Thermomagnetic properties and Bjorken expansion of hot QCD matter in a strong magnetic field

In this work we have explored the effect of a strong homogeneous magnetic field on the thermodynamic and magnetic properties of hot QCD matter, which is in turn used in the form of equation of state to explore the effect of the same on the hydrodynamic expansion of the matter produced in the ultrarelativistic heavy ion collisions. For that purpose, we have first computed the quark and gluon contributions to the free energy up to one loop in the strong magnetic field in hard thermal loop approximation with two hard scales, temperature and magnetic field for gluon and quark degrees of freedom, respectively, and we have found that the speed of sound gets enhanced due to the presence of a strong magnetic field. Secondly, we have studied the magnetic properties of the matter, where magnetization is found to increase linearly with the magnetic field, implying paramagnetic nature, whereas magnetization is observed to increase slowly with temperature.
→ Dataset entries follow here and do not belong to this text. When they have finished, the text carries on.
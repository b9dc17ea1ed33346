//! The map's single writer.
//!
//! ## Logging
//!
//! - **TRACE** `lrkv::map`: one event per enqueued mutation

use crate::op::{MapOp, MapOpResult};
use lrkv_core::Writer;
use std::collections::HashMap;
use std::fmt;
use std::hash::Hash;
use std::ops::{Deref, DerefMut};
use tracing::trace;

/// The single mutating handle over the map.
///
/// Writes land on the write-side copy immediately and become visible to
/// readers at the next [`refresh`](Self::refresh) (or when a
/// [`ScopedMapWriter`] ends). Reads through the writer always observe its
/// own writes, refreshed or not.
pub struct MapWriter<K, V> {
    inner: Writer<HashMap<K, V>, MapOp<K, V>>,
}

impl<K, V> MapWriter<K, V>
where
    K: Eq + Hash + Clone,
    V: Clone + PartialEq,
{
    pub(crate) fn new(inner: Writer<HashMap<K, V>, MapOp<K, V>>) -> Self {
        Self { inner }
    }

    /// Insert `(key, value)`, returning the previous value for `key`.
    pub fn put(&mut self, key: K, value: V) -> Option<V> {
        trace!(target: "lrkv::map", "put");
        match self.inner.write(MapOp::Put(key, value)) {
            MapOpResult::Previous(previous) => previous,
            MapOpResult::Removed(_) | MapOpResult::Done => {
                unreachable!("put reports a previous value")
            }
        }
    }

    /// Insert `(key, value)` only when `key` is absent; returns the value
    /// already present, if any.
    pub fn put_if_absent(&mut self, key: K, value: V) -> Option<V> {
        trace!(target: "lrkv::map", "put_if_absent");
        match self.inner.write(MapOp::PutIfAbsent(key, value)) {
            MapOpResult::Previous(existing) => existing,
            MapOpResult::Removed(_) | MapOpResult::Done => {
                unreachable!("put_if_absent reports an existing value")
            }
        }
    }

    /// Remove `key`, returning the value it mapped to.
    pub fn remove(&mut self, key: K) -> Option<V> {
        trace!(target: "lrkv::map", "remove");
        match self.inner.write(MapOp::Remove(key)) {
            MapOpResult::Previous(previous) => previous,
            MapOpResult::Removed(_) | MapOpResult::Done => {
                unreachable!("remove reports a previous value")
            }
        }
    }

    /// Remove `key` only while it still maps to `value`; returns whether
    /// the entry was removed.
    pub fn remove_if_equal(&mut self, key: K, value: V) -> bool {
        trace!(target: "lrkv::map", "remove_if_equal");
        match self.inner.write(MapOp::RemoveIfEqual(key, value)) {
            MapOpResult::Removed(removed) => removed,
            MapOpResult::Previous(_) | MapOpResult::Done => {
                unreachable!("remove_if_equal reports a removal flag")
            }
        }
    }

    /// Remove every entry.
    pub fn clear(&mut self) {
        trace!(target: "lrkv::map", "clear");
        self.inner.write(MapOp::Clear);
    }

    /// Value mapped to `key` in the write-side copy.
    #[must_use]
    pub fn get(&self, key: &K) -> Option<V> {
        self.inner.read(|map| map.get(key).cloned())
    }

    /// Value mapped to `key`, or `default` when absent.
    #[must_use]
    pub fn get_or_default(&self, key: &K, default: V) -> V {
        self.inner
            .read(|map| map.get(key).cloned())
            .unwrap_or(default)
    }

    /// Whether `key` is present in the write-side copy.
    #[must_use]
    pub fn contains_key(&self, key: &K) -> bool {
        self.inner.read(|map| map.contains_key(key))
    }

    /// Whether any entry maps to `value` in the write-side copy.
    #[must_use]
    pub fn contains_value(&self, value: &V) -> bool {
        self.inner
            .read(|map| map.values().any(|candidate| candidate == value))
    }

    /// Number of entries in the write-side copy.
    #[must_use]
    pub fn len(&self) -> usize {
        self.inner.read(HashMap::len)
    }

    /// Whether the write-side copy has no entries.
    #[must_use]
    pub fn is_empty(&self) -> bool {
        self.inner.read(HashMap::is_empty)
    }

    /// Visit every `(key, value)` pair in the write-side copy.
    pub fn for_each(&self, mut action: impl FnMut(&K, &V)) {
        self.inner.read(|map| {
            for (key, value) in map {
                action(key, value);
            }
        });
    }

    /// Number of mutations awaiting publication.
    #[must_use]
    pub fn pending_ops(&self) -> usize {
        self.inner.pending_ops()
    }

    /// Publish all pending mutations to readers.
    pub fn refresh(&mut self) {
        self.inner.refresh();
    }

    /// Refresh-on-drop view of this writer.
    ///
    /// ```
    /// let (readers, mut writer) = lrkv_map::create::<u32, u32>();
    /// let reader = readers.create_reader();
    /// {
    ///     let mut writer = writer.scoped();
    ///     writer.put(1, 10);
    ///     assert_eq!(reader.get(&1), None); // not yet published
    /// }
    /// assert_eq!(reader.get(&1), Some(10));
    /// ```
    pub fn scoped(&mut self) -> ScopedMapWriter<'_, K, V> {
        ScopedMapWriter { writer: self }
    }
}

impl<K, V> fmt::Debug for MapWriter<K, V> {
    fn fmt(&self, f: &mut fmt::Formatter<'_>) -> fmt::Result {
        f.debug_struct("MapWriter")
            .field("inner", &self.inner)
            .finish()
    }
}

/// Publishes pending mutations when the scope ends.
pub struct ScopedMapWriter<'a, K, V>
where
    K: Eq + Hash + Clone,
    V: Clone + PartialEq,
{
    writer: &'a mut MapWriter<K, V>,
}

impl<K, V> Deref for ScopedMapWriter<'_, K, V>
where
    K: Eq + Hash + Clone,
    V: Clone + PartialEq,
{
    type Target = MapWriter<K, V>;

    fn deref(&self) -> &MapWriter<K, V> {
        self.writer
    }
}

impl<K, V> DerefMut for ScopedMapWriter<'_, K, V>
where
    K: Eq + Hash + Clone,
    V: Clone + PartialEq,
{
    fn deref_mut(&mut self) -> &mut MapWriter<K, V> {
        self.writer
    }
}

impl<K, V> Drop for ScopedMapWriter<'_, K, V>
where
    K: Eq + Hash + Clone,
    V: Clone + PartialEq,
{
    fn drop(&mut self) {
        self.writer.refresh();
    }
}

impl<K, V> fmt::Debug for ScopedMapWriter<'_, K, V>
where
    K: Eq + Hash + Clone,
    V: Clone + PartialEq,
{
    fn fmt(&self, f: &mut fmt::Formatter<'_>) -> fmt::Result {
        f.debug_struct("ScopedMapWriter")
            .field("pending_ops", &self.writer.pending_ops())
            .finish()
    }
}
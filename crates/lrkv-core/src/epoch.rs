//! Per-reader epoch counters.
//!
//! Every reader owns one monotonically non-decreasing counter whose parity
//! encodes the read window: even outside a read, odd inside. The reader
//! increments with `Release` on entry and exit; the writer loads with
//! `Acquire` while refreshing. A counter that is odd at snapshot time marks
//! a straggler; any later change proves the straggler left the read it was
//! in, because a subsequent read window acquire-loads the already-swapped
//! publication pointer.

use std::sync::atomic::{AtomicU64, Ordering};

/// One reader's epoch counter. Starts at zero: even, outside a read.
#[derive(Debug, Default)]
pub(crate) struct ReadEpoch {
    count: AtomicU64,
}

impl ReadEpoch {
    pub(crate) fn new() -> Self {
        Self {
            count: AtomicU64::new(0),
        }
    }

    /// Open a read window, flipping the counter odd.
    ///
    /// The returned guard flips it back to even on drop, so the window
    /// closes even when the read closure unwinds.
    ///
    /// # Panics
    ///
    /// Panics if the counter is already odd: the owning thread re-entered
    /// a read on the same handle, which the protocol forbids.
    pub(crate) fn enter(&self) -> WindowGuard<'_> {
        let seen = self.count.load(Ordering::Relaxed);
        assert!(
            seen % 2 == 0,
            "re-entrant read on a single reader handle (epoch {seen})"
        );
        self.count.fetch_add(1, Ordering::Release);
        WindowGuard { epoch: self }
    }

    /// Current counter value, synchronized with the owning reader's
    /// window transitions.
    pub(crate) fn observe(&self) -> u64 {
        self.count.load(Ordering::Acquire)
    }

    /// Whether a raw counter value denotes an in-progress read.
    pub(crate) fn is_in_read(value: u64) -> bool {
        value % 2 == 1
    }
}

/// Open read window; closes (epoch back to even) when dropped.
pub(crate) struct WindowGuard<'a> {
    epoch: &'a ReadEpoch,
}

impl Drop for WindowGuard<'_> {
    fn drop(&mut self) {
        self.epoch.count.fetch_add(1, Ordering::Release);
    }
}
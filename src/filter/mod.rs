//! Keyword-based post filtering.
//!
//! The dashboard narrows a feed by words the posts must or must not
//! contain before the phrase engine runs. Matching is case-insensitive
//! substring containment: a post passes when it contains at least one
//! include term (if any are configured) and none of the exclude terms.

/// A configured include/exclude keyword filter.
#[derive(Debug, Clone, Default)]
pub struct KeywordFilter {
    include: Vec<String>,
    exclude: Vec<String>,
}

impl KeywordFilter {
    /// A filter that passes everything.
    pub fn new() -> Self {
        Self::default()
    }

    /// Require posts to contain at least one of these terms. Terms are
    /// trimmed and lowercased; blank terms are dropped.
    pub fn with_include<S: AsRef<str>>(mut self, terms: &[S]) -> Self {
        self.include = normalize_terms(terms);
        self
    }

    /// Reject posts containing any of these terms. Terms are trimmed and
    /// lowercased; blank terms are dropped.
    pub fn with_exclude<S: AsRef<str>>(mut self, terms: &[S]) -> Self {
        self.exclude = normalize_terms(terms);
        self
    }

    /// Parse a comma-separated term list as the dashboard's text inputs
    /// provide it.
    pub fn parse_terms(input: &str) -> Vec<String> {
        input
            .split(',')
            .map(str::trim)
            .filter(|t| !t.is_empty())
            .map(str::to_lowercase)
            .collect()
    }

    /// Returns `true` if there are no configured terms in either direction.
    pub fn is_empty(&self) -> bool {
        self.include.is_empty() && self.exclude.is_empty()
    }

    /// Check whether a post passes the filter.
    pub fn matches(&self, text: &str) -> bool {
        let lowered = text.to_lowercase();
        if !self.include.is_empty() && !self.include.iter().any(|t| lowered.contains(t)) {
            return false;
        }
        !self.exclude.iter().any(|t| lowered.contains(t))
    }

    /// Keep only the posts that pass the filter, preserving order.
    pub fn retain<'a>(&self, posts: impl IntoIterator<Item = &'a str>) -> Vec<&'a str> {
        posts.into_iter().filter(|p| self.matches(p)).collect()
    }
}

fn normalize_terms<S: AsRef<str>>(terms: &[S]) -> Vec<String> {
    terms
        .iter()
        .map(|t| t.as_ref().trim().to_lowercase())
        .filter(|t| !t.is_empty())
        .collect()
}
//! Text normalization.
//!
//! Two cleaning policies feed the two analysis pipelines:
//!
//! - [`clean_strict`] keeps only lowercase letters and whitespace. Numbers,
//!   punctuation, hashtag/mention markers, and emoji all become spaces.
//! - [`clean_frequency`] keeps word characters and apostrophes (so
//!   contractions survive), deletes digit runs outright (`covid19` →
//!   `covid`), and collapses whitespace.
//!
//! Both lowercase first and strip URLs (`http`/`https`/`www` prefixes up to
//! the next whitespace). The policies are intentionally distinct; do not
//! merge them.

use std::sync::LazyLock;

use regex::Regex;

static URL_RE: LazyLock<Regex> =
    LazyLock::new(|| Regex::new(r"http\S+|www\S+|https\S+").unwrap());
static NON_ALPHA_RE: LazyLock<Regex> = LazyLock::new(|| Regex::new(r"[^a-z\s]").unwrap());
static NON_WORD_RE: LazyLock<Regex> = LazyLock::new(|| Regex::new(r"[^\w\s']").unwrap());
static DIGITS_RE: LazyLock<Regex> = LazyLock::new(|| Regex::new(r"\d+").unwrap());

/// Remove every URL-like substring: anything from a `http`/`https`/`www`
/// prefix up to the next whitespace.
pub fn strip_urls(text: &str) -> String {
    URL_RE.replace_all(text, "").into_owned()
}

/// Strict cleaning for exhaustive phrase analysis.
///
/// Lowercases, strips URLs, then replaces every character that is not a
/// lowercase ASCII letter or whitespace with a single space. The result may
/// contain runs of spaces; callers split on whitespace.
pub fn clean_strict(text: &str) -> String {
    let text = text.to_lowercase();
    let text = strip_urls(&text);
    NON_ALPHA_RE.replace_all(&text, " ").into_owned()
}

/// Lenient cleaning for thresholded word frequency.
///
/// Lowercases, strips URLs, replaces characters that are not word
/// characters, whitespace, or apostrophes with a space, deletes digit runs
/// (adjacent segments concatenate), and collapses whitespace to single
/// spaces with no leading/trailing space. Returns an empty string when
/// nothing survives.
pub fn clean_frequency(text: &str) -> String {
    let text = text.to_lowercase();
    let text = strip_urls(&text);
    let text = NON_WORD_RE.replace_all(&text, " ");
    let text = DIGITS_RE.replace_all(&text, "");
    text.split_whitespace().collect::<Vec<_>>().join(" ")
}
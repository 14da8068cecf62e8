//! Peripheral single-pass counters over post collections.
//!
//! Hashtag and location frequency for the dashboard's side charts. Both are
//! stateless scans with no policy beyond missing-value handling; the phrase
//! engine is where the real analysis lives.

use std::sync::LazyLock;

use rayon::prelude::*;
use regex::Regex;

use crate::types::FrequencyMap;

static HASHTAG_RE: LazyLock<Regex> = LazyLock::new(|| Regex::new(r"#(\w+)").unwrap());

/// Count hashtags across a collection of post texts.
///
/// Extracts every `#word` occurrence, lowercased, tag body only. Missing
/// texts are skipped silently. Extraction runs in parallel per post; the
/// merge is sequential, and the result is ranked by descending count with
/// ascending tag tie-break, so output is deterministic.
pub fn hashtag_frequency<S: AsRef<str> + Sync>(texts: &[Option<S>]) -> FrequencyMap {
    let per_post: Vec<Vec<String>> = texts
        .par_iter()
        .map(|text| match text {
            Some(text) => HASHTAG_RE
                .captures_iter(text.as_ref())
                .map(|cap| cap[1].to_lowercase())
                .collect(),
            None => Vec::new(),
        })
        .collect();

    let mut counts = FrequencyMap::new();
    for tags in &per_post {
        for tag in tags {
            counts.increment(tag);
        }
    }
    counts.rank();
    counts
}

/// Count posts per location, mapping missing values to `"Unknown"`.
///
/// Ranked by descending count with ascending name tie-break.
pub fn location_counts<S: AsRef<str>>(locations: &[Option<S>]) -> FrequencyMap {
    let mut counts = FrequencyMap::new();
    for location in locations {
        match location {
            Some(location) => counts.increment(location.as_ref()),
            None => counts.increment("Unknown"),
        };
    }
    counts.rank();
    counts
}
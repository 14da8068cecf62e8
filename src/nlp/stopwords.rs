//! Stopword filtering.
//!
//! The engine excludes high-frequency, low-information words from phrase
//! analysis. The base list comes from a [`StopwordProvider`] injected at
//! engine construction: [`BundledStopwords`] (the default) carries a static
//! English list compiled into the crate, and [`IsoStopwords`] exposes the
//! multi-language lists of the `stop-words` crate. Per-operation extension
//! sets (social-media noise terms) are layered on top with
//! [`StopwordFilter::add_stopwords`].

use rustc_hash::FxHashSet;
use stop_words::{get, LANGUAGE};

use crate::error::StopwordError;

/// Social-media noise terms excluded by exhaustive analysis unless the
/// caller opts in to common terms.
pub const ANALYSIS_COMMON_TERMS: &[&str] = &["rt", "via", "amp"];

/// Social-media noise terms excluded by thresholded word frequency unless
/// the caller opts in to common terms. Deliberately a superset of
/// [`ANALYSIS_COMMON_TERMS`]; the two call sites have different policies.
pub const FREQUENCY_COMMON_TERMS: &[&str] = &["rt", "via", "amp", "new", "update"];

/// A source of base stopword lists.
///
/// Implementations must be cheap to call or internally cached; the engine
/// calls [`stopwords`](StopwordProvider::stopwords) once at construction and
/// holds the result for its lifetime.
pub trait StopwordProvider: Send + Sync {
    /// The base stopword list, lowercase.
    fn stopwords(&self) -> Result<Vec<String>, StopwordError>;
}

/// The default provider: a static English list bundled with the crate.
///
/// This is the classic 179-word English list used by mainstream NLP toolkits,
/// so results line up with what analysts expect from those tools. No I/O,
/// no network, infallible.
#[derive(Debug, Clone, Copy, Default)]
pub struct BundledStopwords;

impl StopwordProvider for BundledStopwords {
    fn stopwords(&self) -> Result<Vec<String>, StopwordError> {
        Ok(ENGLISH_STOPWORDS.iter().map(|s| s.to_string()).collect())
    }
}

/// Multi-language provider backed by the `stop-words` crate.
///
/// Useful for callers analyzing non-English streams. Note the ISO English
/// list is far larger than the bundled one and filters more aggressively.
#[derive(Debug, Clone)]
pub struct IsoStopwords {
    language: String,
}

impl IsoStopwords {
    /// Create a provider for the given language code (e.g. `"en"`, `"de"`).
    pub fn new(language: impl Into<String>) -> Self {
        Self {
            language: language.into(),
        }
    }
}

impl StopwordProvider for IsoStopwords {
    fn stopwords(&self) -> Result<Vec<String>, StopwordError> {
        let lang = match self.language.to_lowercase().as_str() {
            "en" | "english" => LANGUAGE::English,
            "de" | "german" => LANGUAGE::German,
            "fr" | "french" => LANGUAGE::French,
            "es" | "spanish" => LANGUAGE::Spanish,
            "it" | "italian" => LANGUAGE::Italian,
            "pt" | "portuguese" => LANGUAGE::Portuguese,
            "nl" | "dutch" => LANGUAGE::Dutch,
            "sv" | "swedish" => LANGUAGE::Swedish,
            "da" | "danish" => LANGUAGE::Danish,
            "no" | "norwegian" => LANGUAGE::Norwegian,
            "fi" | "finnish" => LANGUAGE::Finnish,
            "ru" | "russian" => LANGUAGE::Russian,
            "pl" | "polish" => LANGUAGE::Polish,
            "tr" | "turkish" => LANGUAGE::Turkish,
            "ar" | "arabic" => LANGUAGE::Arabic,
            _ => {
                return Err(StopwordError::UnsupportedLanguage {
                    language: self.language.clone(),
                })
            }
        };

        Ok(get(lang).iter().map(|s| s.to_string()).collect())
    }
}

/// An immutable-after-setup set of words to exclude from analysis.
#[derive(Debug, Clone, Default)]
pub struct StopwordFilter {
    stopwords: FxHashSet<String>,
}

impl StopwordFilter {
    /// Create an empty filter (no filtering).
    pub fn empty() -> Self {
        Self::default()
    }

    /// Create a filter from a word list. Words are lowercased.
    pub fn from_list<S: AsRef<str>>(words: &[S]) -> Self {
        let stopwords = words.iter().map(|w| w.as_ref().to_lowercase()).collect();
        Self { stopwords }
    }

    /// Add additional stopwords to the filter.
    pub fn add_stopwords(&mut self, words: &[&str]) {
        for word in words {
            self.stopwords.insert(word.to_lowercase());
        }
    }

    /// Remove stopwords from the filter.
    pub fn remove_stopwords(&mut self, words: &[&str]) {
        for word in words {
            self.stopwords.remove(&word.to_lowercase());
        }
    }

    /// Check if a word is a stopword. Expects lowercase input; the engine
    /// lowercases all text before tokenization.
    pub fn is_stopword(&self, word: &str) -> bool {
        self.stopwords.contains(word)
    }

    /// Number of stopwords in the filter.
    pub fn len(&self) -> usize {
        self.stopwords.len()
    }

    /// Returns `true` if the filter excludes nothing.
    pub fn is_empty(&self) -> bool {
        self.stopwords.is_empty()
    }
}

/// Bundled English stopword list.
const ENGLISH_STOPWORDS: &[&str] = &[
    "i", "me", "my", "myself", "we", "our", "ours", "ourselves", "you",
    "you're", "you've", "you'll", "you'd", "your", "yours", "yourself",
    "yourselves", "he", "him", "his", "himself", "she", "she's", "her",
    "hers", "herself", "it", "it's", "its", "itself", "they", "them",
    "their", "theirs", "themselves", "what", "which", "who", "whom", "this",
    "that", "that'll", "these", "those", "am", "is", "are", "was", "were",
    "be", "been", "being", "have", "has", "had", "having", "do", "does",
    "did", "doing", "a", "an", "the", "and", "but", "if", "or", "because",
    "as", "until", "while", "of", "at", "by", "for", "with", "about",
    "against", "between", "into", "through", "during", "before", "after",
    "above", "below", "to", "from", "up", "down", "in", "out", "on", "off",
    "over", "under", "again", "further", "then", "once", "here", "there",
    "when", "where", "why", "how", "all", "any", "both", "each", "few",
    "more", "most", "other", "some", "such", "no", "nor", "not", "only",
    "own", "same", "so", "than", "too", "very", "s", "t", "can", "will",
    "just", "don", "don't", "should", "should've", "now", "d", "ll", "m",
    "o", "re", "ve", "y", "ain", "aren", "aren't", "couldn", "couldn't",
    "didn", "didn't", "doesn", "doesn't", "hadn", "hadn't", "hasn",
    "hasn't", "haven", "haven't", "isn", "isn't", "ma", "mightn",
    "mightn't", "mustn", "mustn't", "needn", "needn't", "shan", "shan't",
    "shouldn", "shouldn't", "wasn", "wasn't", "weren", "weren't", "won",
    "won't", "wouldn", "wouldn't",
];

#[cfg(test)]
mod tests {
    use super::*;

    #[test]
    fn test_bundled_provider() {
        let words = BundledStopwords.stopwords().unwrap();
        let filter = StopwordFilter::from_list(&words);

        assert!(filter.is_stopword("the"));
        assert!(filter.is_stopword("on"));
        assert!(filter.is_stopword("and"));
        assert!(!filter.is_stopword("cancer"));
        assert!(!filter.is_stopword("indeed"));
        // Domain words must not be in the base list
        assert!(!filter.is_stopword("great"));
        assert!(!filter.is_stopword("talk"));
    }

    #[test]
    fn test_extension_sets_are_layered() {
        let words = BundledStopwords.stopwords().unwrap();
        let mut filter = StopwordFilter::from_list(&words);
        assert!(!filter.is_stopword("rt"));

        filter.add_stopwords(FREQUENCY_COMMON_TERMS);
        assert!(filter.is_stopword("rt"));
        assert!(filter.is_stopword("update"));

        filter.remove_stopwords(&["rt"]);
        assert!(!filter.is_stopword("rt"));
    }

    #[test]
    fn test_frequency_terms_superset_of_analysis_terms() {
        for term in ANALYSIS_COMMON_TERMS {
            assert!(FREQUENCY_COMMON_TERMS.contains(term));
        }
    }

    #[test]
    fn test_empty_filter() {
        let filter = StopwordFilter::empty();
        assert!(!filter.is_stopword("the"));
        assert!(filter.is_empty());
    }

    #[test]
    fn test_from_list_lowercases() {
        let filter = StopwordFilter::from_list(&["Custom", "WORDS"]);
        assert!(filter.is_stopword("custom"));
        assert!(filter.is_stopword("words"));
        assert_eq!(filter.len(), 2);
    }

    #[test]
    fn test_iso_provider_languages() {
        let filter = StopwordFilter::from_list(&IsoStopwords::new("de").stopwords().unwrap());
        assert!(filter.is_stopword("und"));

        let err = IsoStopwords::new("tlh").stopwords().unwrap_err();
        assert!(matches!(
            err,
            StopwordError::UnsupportedLanguage { .. }
        ));
    }
}
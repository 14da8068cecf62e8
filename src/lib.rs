//! # phrasefreq
//!
//! Phrase and n-gram frequency engine for social-media text analytics.
//!
//! This crate is the analytics core of a conference social-media dashboard:
//! it turns raw post text into ranked, deduplicated multi-word phrases under
//! configurable stopword and length policies. Rendering, filtering widgets,
//! and data ingestion live in the calling layer and consume plain
//! serializable results.
//!
//! ## Two pipelines
//!
//! [`PhraseFrequencyEngine`] exposes two deliberately distinct operations:
//!
//! - [`analyze_text_content`]: exhaustive analysis. Letters-only
//!   normalization, every phrase of 2..=8 words reported with count and term
//!   frequency score, no threshold, caller truncates.
//! - [`word_frequency`]: thresholded analysis. Contraction-preserving
//!   normalization, caller-chosen length range, all lengths pooled, phrases
//!   seen fewer than twice dropped, result ranked with a `top_n` view.
//!
//! ## Example
//!
//! ```
//! use phrasefreq::{FrequencyOptions, PhraseFrequencyEngine};
//!
//! let engine = PhraseFrequencyEngine::default();
//! let options = FrequencyOptions::new().with_min_words(2).with_max_words(2);
//! let phrases = engine
//!     .word_frequency(
//!         "Great talk on lung cancer. Great talk indeed! Lung cancer research matters.",
//!         &options,
//!     )
//!     .unwrap();
//!
//! assert_eq!(phrases.top_n(2), &[
//!     ("great talk".to_string(), 2),
//!     ("lung cancer".to_string(), 2),
//! ]);
//! ```
//!
//! ## Stopwords
//!
//! The base stopword list is an injected [`StopwordProvider`], loaded once
//! at engine construction: [`BundledStopwords`] (static English list, the
//! default) or [`IsoStopwords`] (multi-language via the `stop-words` crate).
//! A provider failure degrades to unfiltered analysis with a logged warning
//! instead of failing the caller.
//!
//! [`analyze_text_content`]: PhraseFrequencyEngine::analyze_text_content
//! [`word_frequency`]: PhraseFrequencyEngine::word_frequency

pub mod engine;
pub mod error;
pub mod filter;
pub mod ngram;
pub mod nlp;
pub mod social;
pub mod types;

pub use engine::{FrequencyOptions, PhraseFrequencyEngine};
pub use error::{ConfigError, StopwordError};
pub use filter::KeywordFilter;
pub use nlp::stopwords::{BundledStopwords, IsoStopwords, StopwordFilter, StopwordProvider};
pub use social::{hashtag_frequency, location_counts};
pub use types::{FrequencyMap, PhraseResult};
//! Database models for goals.

use diesel::prelude::*;
use serde::{Deserialize, Serialize};
use std::str::FromStr;

use civicly_core::goals::{Goal, GoalStatus, GoalType};

use crate::utils::{format_date, format_timestamp, parse_date, parse_timestamp};

#[derive(
    Queryable, Identifiable, Insertable, AsChangeset, Selectable, Serialize, Deserialize, Debug,
    Clone,
)]
#[diesel(table_name = crate::schema::goals)]
#[diesel(check_for_backend(diesel::sqlite::Sqlite))]
pub struct GoalDB {
    pub id: String,
    pub user_id: String,
    pub goal_type: String,
    pub target_value: i64,
    pub current_value: i64,
    pub period_start: String,
    pub period_end: String,
    pub status: String,
    pub auto_generated: bool,
    pub created_at: String,
    pub updated_at: String,
}

impl From<GoalDB> for Goal {
    fn from(db: GoalDB) -> Self {
        let goal_type = GoalType::from_str(&db.goal_type).unwrap_or_else(|e| {
            log::error!("Unknown goal type on goal {}: {}", db.id, e);
            GoalType::Points
        });
        // A goal with an unreadable status is treated as expired rather than
        // resurrected as active.
        let status = GoalStatus::from_str(&db.status).unwrap_or_else(|e| {
            log::error!("Unknown goal status on goal {}: {}", db.id, e);
            GoalStatus::Expired
        });
        Goal {
            goal_type,
            status,
            period_start: parse_date(&db.period_start, "goals.period_start"),
            period_end: parse_date(&db.period_end, "goals.period_end"),
            created_at: parse_timestamp(&db.created_at, "goals.created_at"),
            updated_at: parse_timestamp(&db.updated_at, "goals.updated_at"),
            id: db.id,
            user_id: db.user_id,
            target_value: db.target_value,
            current_value: db.current_value,
            auto_generated: db.auto_generated,
        }
    }
}

impl From<Goal> for GoalDB {
    fn from(goal: Goal) -> Self {
        GoalDB {
            id: goal.id,
            user_id: goal.user_id,
            goal_type: goal.goal_type.as_str().to_string(),
            target_value: goal.target_value,
            current_value: goal.current_value,
            period_start: format_date(goal.period_start),
            period_end: format_date(goal.period_end),
            status: goal.status.as_str().to_string(),
            auto_generated: goal.auto_generated,
            created_at: format_timestamp(goal.created_at),
            updated_at: format_timestamp(goal.updated_at),
        }
    }
}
Finally, we have studied the hydrodynamic evolution of matter in the Bjorken boost-invariant picture with the above-mentioned paramagnetic equation of state as an input and have noticed that energy density evolves faster than the one in the absence of a strong magnetic field, i.e. cooling becomes faster, which is a clear manifestation of the enhancement of the speed of sound. This observation could have implications on the heavy-ion phenomenology, viz. dilepton and photon productions at the early stages of the collisions.